Background: Thyroid disorders affect millions of people around the world, mainly women. Measurement of hormones is critical in their identification, treatment, and monitoring; Therefore, the methods must be as reliable and valid as possible. Methods: We designed a cross-sectional study to compare thyroid-stimulating hormone (TSH) and free tetraiodothyronine (fT4) concentrations using ELISA (Enzyme-Linked Immunosorbent Assay) and LFA (Lateral Flow Assay) in human serum samples.
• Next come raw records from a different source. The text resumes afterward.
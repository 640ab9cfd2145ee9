//! ConversationParticipant entity - Entità partecipante di una conversazione

use chrono::{DateTime, Utc};
use serde::{Deserialize, Serialize};

/// Chiave primaria composta (conversation_id, user_id): un utente compare
/// al massimo una volta per conversazione.
#[derive(Serialize, Deserialize, Debug, Clone, sqlx::FromRow)]
pub struct ConversationParticipant {
    pub conversation_id: i32,
    pub user_id: i32,
    pub joined_at: DateTime<Utc>,
    // "ho letto la conversazione fino a questo istante, istante INCLUSO"
    pub last_read_at: Option<DateTime<Utc>>,
}
//! WebSocket Connection Management - ciclo di vita di una connessione
//!
//! Macchina a stati per connessione: Connecting -> Connected -> Disconnected
//! (terminale). L'autenticazione avviene PRIMA dell'upgrade (middleware JWT):
//! qui la connessione è già Connected con un utente verificato.
//!
//! All'ingresso: registrazione in presenza, eventuale broadcast "user online",
//! ricostruzione completa delle membership di gruppo dallo storage.
//! All'uscita (chiusura trasporto, errore o timeout, indifferente): leave da
//! tutti i gruppi, unregister, ed esattamente un broadcast "user offline" se
//! era l'ultima connessione dell'utente.

use crate::ws::{OUTBOUND_QUEUE_CAPACITY, RATE_LIMITER_MILLIS, TIMEOUT_DURATION_SECONDS};
use crate::{
    AppState,
    core::DispatchError,
    dtos::{ClientEvent, OnlineStatusDTO, ServerEvent},
    entities::User,
    ws::dispatcher,
    ws::presence::ConnId,
};
use axum::extract::ws::{Message, Utf8Bytes, WebSocket};
use futures_util::stream::{SplitSink, SplitStream};
use futures_util::{SinkExt, StreamExt};
use std::sync::Arc;
use tokio::sync::mpsc::{Receiver, channel};
use tokio::time::{Duration, interval, timeout};
use tracing::{error, info, instrument, warn};

#[instrument(skip(ws, state, current_user), fields(user_id = %current_user.user_id))]
pub async fn handle_socket(ws: WebSocket, state: Arc<AppState>, current_user: User) {
    info!("WebSocket connection established");

    let user_id = current_user.user_id;
    let conn_id = state.presence.next_handle();

    // Coda di uscita bounded: un peer lento non deve mai bloccare chi fa broadcast
    let (out_tx, out_rx) = channel::<Arc<ServerEvent>>(OUTBOUND_QUEUE_CAPACITY);

    let was_offline = state.presence.register(user_id, conn_id, out_tx);
    if was_offline {
        state.presence.broadcast_all(Arc::new(ServerEvent::UserOnline(OnlineStatusDTO {
            user_id,
            is_online: true,
        })));
    }

    // Membership ricostruita da zero dallo storage a ogni connessione,
    // nessun diff incrementale
    match state.participants.find_conversation_ids_by_user(&user_id).await {
        Ok(conversation_ids) => {
            info!(count = conversation_ids.len(), "User conversations loaded");
            for conversation_id in &conversation_ids {
                state.groups.join(conversation_id, conn_id);
            }
        }
        Err(e) => {
            error!("Failed to load user conversations: {:?}", e);
            teardown(&state, conn_id);
            return;
        }
    }

    let (ws_tx, ws_rx) = ws.split();

    // task dedicato alla scrittura: svuota la coda di uscita sul socket
    tokio::spawn(write_ws(conn_id, ws_tx, out_rx));

    // task in ascolto del websocket, fa anche il cleanup finale
    tokio::spawn(listen_ws(conn_id, current_user, ws_rx, state));
}

#[instrument(skip(websocket_tx, out_rx), fields(conn_id))]
pub async fn write_ws(
    conn_id: ConnId,
    mut websocket_tx: SplitSink<WebSocket, Message>,
    mut out_rx: Receiver<Arc<ServerEvent>>,
) {
    info!("Write task started");

    // il canale si chiude quando la connessione viene tolta dal registro
    while let Some(event) = out_rx.recv().await {
        let json = match serde_json::to_string(event.as_ref()) {
            Ok(json) => json,
            Err(e) => {
                error!("Failed to serialize event: {:?}", e);
                continue;
            }
        };
        if let Err(e) = websocket_tx.send(Message::Text(Utf8Bytes::from(json))).await {
            warn!("Failed to send event, closing write task: {:?}", e);
            break;
        }
    }

    info!("Write task terminated");
}

#[instrument(skip(websocket_rx, state, current_user), fields(conn_id, user_id = %current_user.user_id))]
pub async fn listen_ws(
    conn_id: ConnId,
    current_user: User,
    mut websocket_rx: SplitStream<WebSocket>,
    state: Arc<AppState>,
) {
    info!("Listen task started");

    let mut rate_limiter = interval(Duration::from_millis(RATE_LIMITER_MILLIS));
    let timeout_duration = Duration::from_secs(TIMEOUT_DURATION_SECONDS);

    loop {
        match timeout(timeout_duration, websocket_rx.next()).await {
            Ok(Some(msg_result)) => {
                rate_limiter.tick().await;

                let msg = match msg_result {
                    Ok(m) => m,
                    Err(e) => {
                        warn!("WebSocket error: {:?}", e);
                        break;
                    }
                };

                match msg {
                    Message::Text(text) => match serde_json::from_str::<ClientEvent>(&text) {
                        Ok(event) => {
                            // l'operazione viene completata (persist + broadcast)
                            // anche se nel frattempo il client chiude: gli altri
                            // partecipanti devono comunque ricevere l'update
                            process_event(&state, conn_id, &current_user, event).await;
                        }
                        Err(e) => {
                            warn!("Failed to deserialize client event: {:?}", e);
                            send_error_to_conn(&state, conn_id, 400, "Malformed event".to_string());
                        }
                    },
                    Message::Close(_) => {
                        info!("Close message received");
                        break;
                    }
                    _ => {}
                }
            }
            Ok(None) => {
                info!("WebSocket stream ended");
                break;
            }
            Err(_) => {
                warn!(timeout_secs = TIMEOUT_DURATION_SECONDS, "Connection timeout");
                break;
            }
        }
    }

    // Cleanup
    info!("Cleaning up connection");
    teardown(&state, conn_id);
    info!("Listen task terminated");
}

/// Smista una singola operazione del client al dispatcher. Un'operazione
/// rifiutata produce un evento Error sul canale del chiamante, la connessione
/// resta aperta.
async fn process_event(state: &AppState, conn_id: ConnId, current_user: &User, event: ClientEvent) {
    let outcome: Result<(), DispatchError> = match event {
        ClientEvent::SendMessage(dto) => dispatcher::send_message(state, current_user, dto)
            .await
            .map(|_| ()),
        ClientEvent::EditMessage(dto) => dispatcher::edit_message(state, current_user, dto)
            .await
            .map(|_| ()),
        ClientEvent::DeleteMessage { message_id } => {
            dispatcher::delete_message(state, current_user, message_id).await
        }
        ClientEvent::MarkRead { conversation_id } => {
            dispatcher::mark_read(state, current_user, conversation_id)
                .await
                .map(|_| ())
        }
        ClientEvent::Typing {
            conversation_id,
            is_typing,
        } => {
            dispatcher::typing_indicator(state, current_user, conversation_id, is_typing, conn_id);
            Ok(())
        }
        ClientEvent::JoinConversation { conversation_id } => {
            dispatcher::join_conversation(state, current_user, conversation_id, conn_id).await
        }
        ClientEvent::GetOnlineStatus { user_ids } => {
            let statuses = dispatcher::online_status(state, &user_ids);
            state
                .presence
                .deliver(conn_id, Arc::new(ServerEvent::OnlineStatus(statuses)));
            Ok(())
        }
    };

    if let Err(e) = outcome {
        warn!("Operation rejected: {}", e);
        send_error_to_conn(state, conn_id, e.code(), e.message());
    }
}

/// Invia un evento di errore alla sola connessione chiamante
fn send_error_to_conn(state: &AppState, conn_id: ConnId, code: u16, message: String) {
    state
        .presence
        .deliver(conn_id, Arc::new(ServerEvent::Error { code, message }));
}

/// Uscita dallo stato Connected: leave da tutti i gruppi, unregister dalla
/// presenza e, se era l'ultima connessione dell'utente, broadcast offline
fn teardown(state: &AppState, conn_id: ConnId) {
    state.groups.leave(conn_id);
    if let Some(user_id) = state.presence.unregister(conn_id) {
        state.presence.broadcast_all(Arc::new(ServerEvent::UserOffline(OnlineStatusDTO {
            user_id,
            is_online: false,
        })));
    }
}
We obtained 96 serum samples that were evaluated with a commercial kit for ELISA (Accubind Monobite, Lake Forest, California, US) and LFA (Micropofit Fluorecare, Guangdong, Shenzhen, China). We used the Wilcoxon nonparametric test, Bland–Altman, and Passing-Bablok regression to compare TSH and fT4 concentrations obtained by ELISA and LFA. Results: The median TSH concentrations obtained by ELISA and LFA were 1.92 and 2.11 μIU/mL, and for fT4 were 1.14 and 1.10 ng/dL. On the other hand, the Spearman's rho between ELISA and LFA for TSH was 0.845. The TSH concentrations between ELISA and LFA had significant differences (p < 0.05). About fT4, the Spearman's rho between methods was 0.348. The bias for TSH was −0.315, and for fT4 was −0.013. The Deming regression for TSH (p = 0.309) and fT4 (=0.938) shows that the levels obtained by both methods do not present significant differences, and the Passing-Bablok regression identifies significant bias between both methods, especially for fT4, in the range of concentrations studied. Conclusion: TSH measurement by LFA may be a viable alternative to evaluate thyroid diseases, but fT4 by LFA is not precise and presents a high bias.